*** Opening Listed records ***

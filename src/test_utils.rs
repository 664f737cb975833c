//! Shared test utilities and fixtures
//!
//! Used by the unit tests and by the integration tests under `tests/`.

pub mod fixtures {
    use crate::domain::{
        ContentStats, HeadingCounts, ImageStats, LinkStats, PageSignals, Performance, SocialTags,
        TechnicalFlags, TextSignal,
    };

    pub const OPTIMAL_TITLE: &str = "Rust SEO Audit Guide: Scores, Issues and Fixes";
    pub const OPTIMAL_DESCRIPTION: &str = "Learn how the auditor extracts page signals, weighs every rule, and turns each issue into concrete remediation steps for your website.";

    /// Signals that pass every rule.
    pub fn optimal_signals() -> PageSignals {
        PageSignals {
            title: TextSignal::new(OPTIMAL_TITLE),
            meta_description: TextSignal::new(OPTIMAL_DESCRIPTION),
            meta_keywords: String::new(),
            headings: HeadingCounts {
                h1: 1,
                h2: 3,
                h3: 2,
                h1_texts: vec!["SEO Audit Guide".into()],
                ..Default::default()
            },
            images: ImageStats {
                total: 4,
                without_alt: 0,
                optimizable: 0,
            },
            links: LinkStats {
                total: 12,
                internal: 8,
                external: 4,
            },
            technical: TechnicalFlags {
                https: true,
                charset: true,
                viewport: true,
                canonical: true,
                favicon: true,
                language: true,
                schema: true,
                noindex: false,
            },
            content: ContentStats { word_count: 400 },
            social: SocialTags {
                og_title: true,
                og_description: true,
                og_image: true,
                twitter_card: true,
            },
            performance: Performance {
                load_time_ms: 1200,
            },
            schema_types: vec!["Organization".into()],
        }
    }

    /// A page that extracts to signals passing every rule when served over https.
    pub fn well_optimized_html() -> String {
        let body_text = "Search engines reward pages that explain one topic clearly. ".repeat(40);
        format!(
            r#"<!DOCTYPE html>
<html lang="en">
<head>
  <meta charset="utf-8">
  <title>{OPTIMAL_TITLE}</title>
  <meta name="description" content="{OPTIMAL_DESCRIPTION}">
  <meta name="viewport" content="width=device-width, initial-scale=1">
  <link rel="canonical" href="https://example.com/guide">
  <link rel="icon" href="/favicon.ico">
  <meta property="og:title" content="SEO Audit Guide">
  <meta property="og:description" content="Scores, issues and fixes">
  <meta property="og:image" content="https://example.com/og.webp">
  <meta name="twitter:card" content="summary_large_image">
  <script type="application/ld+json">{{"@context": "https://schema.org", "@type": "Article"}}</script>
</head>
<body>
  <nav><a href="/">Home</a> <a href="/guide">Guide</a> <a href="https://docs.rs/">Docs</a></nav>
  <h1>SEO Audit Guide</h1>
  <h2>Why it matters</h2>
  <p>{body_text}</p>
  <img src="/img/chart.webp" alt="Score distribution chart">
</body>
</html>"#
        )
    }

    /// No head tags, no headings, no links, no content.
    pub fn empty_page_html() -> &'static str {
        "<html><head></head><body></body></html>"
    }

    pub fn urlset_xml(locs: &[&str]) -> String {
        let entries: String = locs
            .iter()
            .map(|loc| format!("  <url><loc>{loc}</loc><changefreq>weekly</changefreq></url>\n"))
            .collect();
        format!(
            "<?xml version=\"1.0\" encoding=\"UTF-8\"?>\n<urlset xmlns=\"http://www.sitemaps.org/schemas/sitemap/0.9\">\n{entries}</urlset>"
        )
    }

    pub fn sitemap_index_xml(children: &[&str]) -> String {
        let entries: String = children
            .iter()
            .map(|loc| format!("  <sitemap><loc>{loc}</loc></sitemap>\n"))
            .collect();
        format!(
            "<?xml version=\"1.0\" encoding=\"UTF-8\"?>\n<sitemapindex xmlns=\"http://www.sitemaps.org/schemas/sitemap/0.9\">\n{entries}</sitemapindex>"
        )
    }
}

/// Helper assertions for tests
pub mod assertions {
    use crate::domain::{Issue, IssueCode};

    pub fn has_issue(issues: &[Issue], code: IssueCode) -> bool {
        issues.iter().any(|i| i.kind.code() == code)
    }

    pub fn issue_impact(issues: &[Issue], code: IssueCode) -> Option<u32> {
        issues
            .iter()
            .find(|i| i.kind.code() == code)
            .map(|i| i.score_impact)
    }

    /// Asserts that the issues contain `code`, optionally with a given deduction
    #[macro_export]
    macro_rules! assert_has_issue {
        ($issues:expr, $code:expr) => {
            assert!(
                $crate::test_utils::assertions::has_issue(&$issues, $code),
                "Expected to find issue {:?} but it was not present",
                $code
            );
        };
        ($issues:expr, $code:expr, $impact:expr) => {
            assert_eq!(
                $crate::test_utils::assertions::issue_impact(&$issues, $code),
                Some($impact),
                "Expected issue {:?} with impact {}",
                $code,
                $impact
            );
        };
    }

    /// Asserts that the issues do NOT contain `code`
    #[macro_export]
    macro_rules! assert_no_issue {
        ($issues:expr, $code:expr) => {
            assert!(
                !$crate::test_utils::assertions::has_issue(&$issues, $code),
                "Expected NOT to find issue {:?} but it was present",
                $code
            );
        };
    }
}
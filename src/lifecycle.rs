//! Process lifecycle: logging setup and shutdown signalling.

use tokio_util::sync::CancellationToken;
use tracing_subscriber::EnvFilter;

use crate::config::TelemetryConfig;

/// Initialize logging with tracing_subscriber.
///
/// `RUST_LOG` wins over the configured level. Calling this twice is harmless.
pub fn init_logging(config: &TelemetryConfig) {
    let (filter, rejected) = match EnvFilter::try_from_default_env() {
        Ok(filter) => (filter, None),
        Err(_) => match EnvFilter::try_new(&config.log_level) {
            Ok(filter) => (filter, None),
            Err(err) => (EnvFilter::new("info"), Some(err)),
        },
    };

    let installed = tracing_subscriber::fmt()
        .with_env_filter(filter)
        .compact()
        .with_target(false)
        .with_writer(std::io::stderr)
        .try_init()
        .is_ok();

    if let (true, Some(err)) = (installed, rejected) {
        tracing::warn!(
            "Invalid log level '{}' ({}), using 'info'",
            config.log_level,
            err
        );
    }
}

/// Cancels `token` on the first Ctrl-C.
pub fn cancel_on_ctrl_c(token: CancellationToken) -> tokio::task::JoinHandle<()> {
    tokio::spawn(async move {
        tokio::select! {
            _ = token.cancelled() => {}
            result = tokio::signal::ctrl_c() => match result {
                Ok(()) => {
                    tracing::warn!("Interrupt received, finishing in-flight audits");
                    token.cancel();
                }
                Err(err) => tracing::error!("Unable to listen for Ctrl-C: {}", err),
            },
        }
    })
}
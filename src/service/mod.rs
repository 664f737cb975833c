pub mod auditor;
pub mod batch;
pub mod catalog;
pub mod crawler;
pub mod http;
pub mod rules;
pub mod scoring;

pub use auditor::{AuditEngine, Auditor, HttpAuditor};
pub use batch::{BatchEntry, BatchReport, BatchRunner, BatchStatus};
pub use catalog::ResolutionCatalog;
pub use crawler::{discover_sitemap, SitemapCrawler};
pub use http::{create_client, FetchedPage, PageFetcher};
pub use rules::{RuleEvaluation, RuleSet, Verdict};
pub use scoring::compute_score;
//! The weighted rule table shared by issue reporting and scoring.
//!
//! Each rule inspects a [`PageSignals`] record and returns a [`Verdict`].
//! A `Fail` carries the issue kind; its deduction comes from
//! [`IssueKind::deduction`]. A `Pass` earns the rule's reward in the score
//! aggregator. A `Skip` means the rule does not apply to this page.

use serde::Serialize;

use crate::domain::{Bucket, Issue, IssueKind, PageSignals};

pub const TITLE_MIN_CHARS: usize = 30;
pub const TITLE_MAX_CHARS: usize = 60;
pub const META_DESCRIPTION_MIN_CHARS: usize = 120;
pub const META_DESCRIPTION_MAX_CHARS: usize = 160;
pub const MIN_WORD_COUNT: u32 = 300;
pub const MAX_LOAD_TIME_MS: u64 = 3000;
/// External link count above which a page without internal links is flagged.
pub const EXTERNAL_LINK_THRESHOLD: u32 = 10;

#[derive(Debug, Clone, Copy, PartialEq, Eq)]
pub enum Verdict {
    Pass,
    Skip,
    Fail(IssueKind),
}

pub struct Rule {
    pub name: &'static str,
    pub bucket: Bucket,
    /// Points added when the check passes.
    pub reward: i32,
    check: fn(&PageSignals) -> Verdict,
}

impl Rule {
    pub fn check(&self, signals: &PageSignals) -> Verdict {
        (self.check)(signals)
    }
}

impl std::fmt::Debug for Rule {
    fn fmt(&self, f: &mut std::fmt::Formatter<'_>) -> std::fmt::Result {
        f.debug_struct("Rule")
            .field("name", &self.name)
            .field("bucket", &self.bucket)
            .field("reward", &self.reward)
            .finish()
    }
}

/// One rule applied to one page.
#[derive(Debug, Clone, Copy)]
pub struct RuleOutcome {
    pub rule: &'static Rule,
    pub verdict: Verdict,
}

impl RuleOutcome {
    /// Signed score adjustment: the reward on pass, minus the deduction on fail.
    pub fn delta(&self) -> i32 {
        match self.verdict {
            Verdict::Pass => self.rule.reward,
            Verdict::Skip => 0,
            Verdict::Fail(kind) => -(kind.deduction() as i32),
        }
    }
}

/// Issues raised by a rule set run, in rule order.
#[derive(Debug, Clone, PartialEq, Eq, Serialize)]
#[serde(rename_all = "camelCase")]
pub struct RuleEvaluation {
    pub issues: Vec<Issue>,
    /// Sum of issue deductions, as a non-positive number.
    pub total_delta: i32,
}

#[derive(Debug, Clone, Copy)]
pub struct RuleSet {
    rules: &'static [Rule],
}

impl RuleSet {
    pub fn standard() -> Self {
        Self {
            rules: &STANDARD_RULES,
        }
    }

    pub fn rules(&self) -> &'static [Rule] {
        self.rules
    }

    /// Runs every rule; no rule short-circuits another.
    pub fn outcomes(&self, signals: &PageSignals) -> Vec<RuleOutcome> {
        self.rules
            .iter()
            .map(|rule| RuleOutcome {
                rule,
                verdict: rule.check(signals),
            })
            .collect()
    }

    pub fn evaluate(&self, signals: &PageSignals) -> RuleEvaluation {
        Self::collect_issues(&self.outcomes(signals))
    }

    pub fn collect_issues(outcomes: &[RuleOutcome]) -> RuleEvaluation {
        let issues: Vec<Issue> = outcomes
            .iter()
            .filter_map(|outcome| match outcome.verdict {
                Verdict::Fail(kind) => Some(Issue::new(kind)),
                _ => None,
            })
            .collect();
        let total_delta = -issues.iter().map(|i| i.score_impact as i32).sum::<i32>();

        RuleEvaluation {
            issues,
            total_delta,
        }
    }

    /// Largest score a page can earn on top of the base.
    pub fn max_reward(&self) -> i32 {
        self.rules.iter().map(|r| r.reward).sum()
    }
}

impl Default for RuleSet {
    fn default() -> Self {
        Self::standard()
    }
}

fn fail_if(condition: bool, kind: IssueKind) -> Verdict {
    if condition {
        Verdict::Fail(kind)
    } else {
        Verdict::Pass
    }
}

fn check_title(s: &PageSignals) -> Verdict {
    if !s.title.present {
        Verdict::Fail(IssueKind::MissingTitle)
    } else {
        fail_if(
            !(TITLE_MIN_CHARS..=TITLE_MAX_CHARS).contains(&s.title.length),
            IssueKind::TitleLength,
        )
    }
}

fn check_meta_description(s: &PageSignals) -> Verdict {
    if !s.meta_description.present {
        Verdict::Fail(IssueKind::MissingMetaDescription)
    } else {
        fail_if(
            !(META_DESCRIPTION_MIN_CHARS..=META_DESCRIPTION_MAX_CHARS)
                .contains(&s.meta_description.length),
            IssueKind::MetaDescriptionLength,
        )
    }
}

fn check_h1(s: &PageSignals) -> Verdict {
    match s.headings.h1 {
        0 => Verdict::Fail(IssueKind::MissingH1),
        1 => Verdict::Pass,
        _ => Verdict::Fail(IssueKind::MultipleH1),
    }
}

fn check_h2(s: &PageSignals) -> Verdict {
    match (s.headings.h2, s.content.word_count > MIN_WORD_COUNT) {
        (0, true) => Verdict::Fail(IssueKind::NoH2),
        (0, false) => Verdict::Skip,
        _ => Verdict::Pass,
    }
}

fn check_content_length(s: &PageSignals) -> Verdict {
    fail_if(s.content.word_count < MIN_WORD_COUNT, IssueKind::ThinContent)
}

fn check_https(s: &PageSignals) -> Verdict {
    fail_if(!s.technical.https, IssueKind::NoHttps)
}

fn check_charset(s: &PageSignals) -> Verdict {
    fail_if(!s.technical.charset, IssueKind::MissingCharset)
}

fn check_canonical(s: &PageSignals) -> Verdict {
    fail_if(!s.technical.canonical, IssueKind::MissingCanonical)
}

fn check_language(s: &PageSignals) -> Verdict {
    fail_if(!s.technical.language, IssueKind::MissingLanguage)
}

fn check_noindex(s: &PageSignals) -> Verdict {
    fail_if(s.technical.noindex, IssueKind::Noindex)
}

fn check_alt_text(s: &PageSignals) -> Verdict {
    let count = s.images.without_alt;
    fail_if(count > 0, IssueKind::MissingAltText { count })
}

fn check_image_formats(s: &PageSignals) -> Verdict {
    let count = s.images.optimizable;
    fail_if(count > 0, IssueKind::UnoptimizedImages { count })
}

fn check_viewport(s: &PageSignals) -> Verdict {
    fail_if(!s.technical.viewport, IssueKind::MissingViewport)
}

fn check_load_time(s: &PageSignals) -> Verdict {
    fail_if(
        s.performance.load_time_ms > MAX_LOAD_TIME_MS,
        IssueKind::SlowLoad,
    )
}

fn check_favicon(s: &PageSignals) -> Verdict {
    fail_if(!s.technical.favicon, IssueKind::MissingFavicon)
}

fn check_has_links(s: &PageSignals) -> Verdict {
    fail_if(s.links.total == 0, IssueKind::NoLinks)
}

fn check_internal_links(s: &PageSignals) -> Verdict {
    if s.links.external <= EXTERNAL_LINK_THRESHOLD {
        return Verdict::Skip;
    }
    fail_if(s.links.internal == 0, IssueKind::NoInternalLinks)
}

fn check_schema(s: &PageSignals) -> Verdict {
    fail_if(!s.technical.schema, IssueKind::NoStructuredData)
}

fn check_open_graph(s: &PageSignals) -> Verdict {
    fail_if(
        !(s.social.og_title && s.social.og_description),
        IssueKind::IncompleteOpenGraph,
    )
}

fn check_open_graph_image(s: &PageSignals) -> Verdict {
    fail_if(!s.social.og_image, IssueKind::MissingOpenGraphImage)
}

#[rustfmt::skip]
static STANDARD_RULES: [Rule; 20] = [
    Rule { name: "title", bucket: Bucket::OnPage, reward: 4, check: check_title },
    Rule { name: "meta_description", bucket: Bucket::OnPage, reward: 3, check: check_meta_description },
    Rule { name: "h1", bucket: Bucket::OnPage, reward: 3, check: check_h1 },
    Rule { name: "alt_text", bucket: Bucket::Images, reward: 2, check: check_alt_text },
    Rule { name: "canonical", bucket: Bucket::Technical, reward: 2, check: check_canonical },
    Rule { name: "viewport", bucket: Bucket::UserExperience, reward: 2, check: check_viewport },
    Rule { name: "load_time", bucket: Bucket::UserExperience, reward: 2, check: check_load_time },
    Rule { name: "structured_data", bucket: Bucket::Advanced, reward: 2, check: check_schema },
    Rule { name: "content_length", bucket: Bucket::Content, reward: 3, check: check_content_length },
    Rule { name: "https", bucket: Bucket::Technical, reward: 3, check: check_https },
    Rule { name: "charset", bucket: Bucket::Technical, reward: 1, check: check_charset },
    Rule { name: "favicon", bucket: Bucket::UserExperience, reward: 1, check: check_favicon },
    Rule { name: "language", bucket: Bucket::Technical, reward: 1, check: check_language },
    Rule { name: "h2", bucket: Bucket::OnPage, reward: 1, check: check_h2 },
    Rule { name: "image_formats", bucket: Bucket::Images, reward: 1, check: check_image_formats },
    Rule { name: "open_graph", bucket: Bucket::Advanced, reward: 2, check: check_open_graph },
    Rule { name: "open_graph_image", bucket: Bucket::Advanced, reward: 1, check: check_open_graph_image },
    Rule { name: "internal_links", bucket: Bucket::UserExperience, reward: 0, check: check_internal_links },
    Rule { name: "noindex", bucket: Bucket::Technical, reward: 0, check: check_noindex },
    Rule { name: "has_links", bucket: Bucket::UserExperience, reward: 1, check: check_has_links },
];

*** Closing Listed records ***

• **Assignment**
Exactly as written, please transcribe the lines from the start of the records above to the line that holds "pub const OPTIMAL_TITLE: &str", both ends included.

• **Task output**
filename src/test_utils.rs
repository 664f737cb975833c
//! Shared test utilities and fixtures
//!
//! Used by the unit tests and by the integration tests under `tests/`.

pub mod fixtures {
    use crate::domain::{
        ContentStats, HeadingCounts, ImageStats, LinkStats, PageSignals, Performance, SocialTags,
        TechnicalFlags, TextSignal,
    };

    pub const OPTIMAL_TITLE: &str = "Rust SEO Audit Guide: Scores, Issues and Fixes";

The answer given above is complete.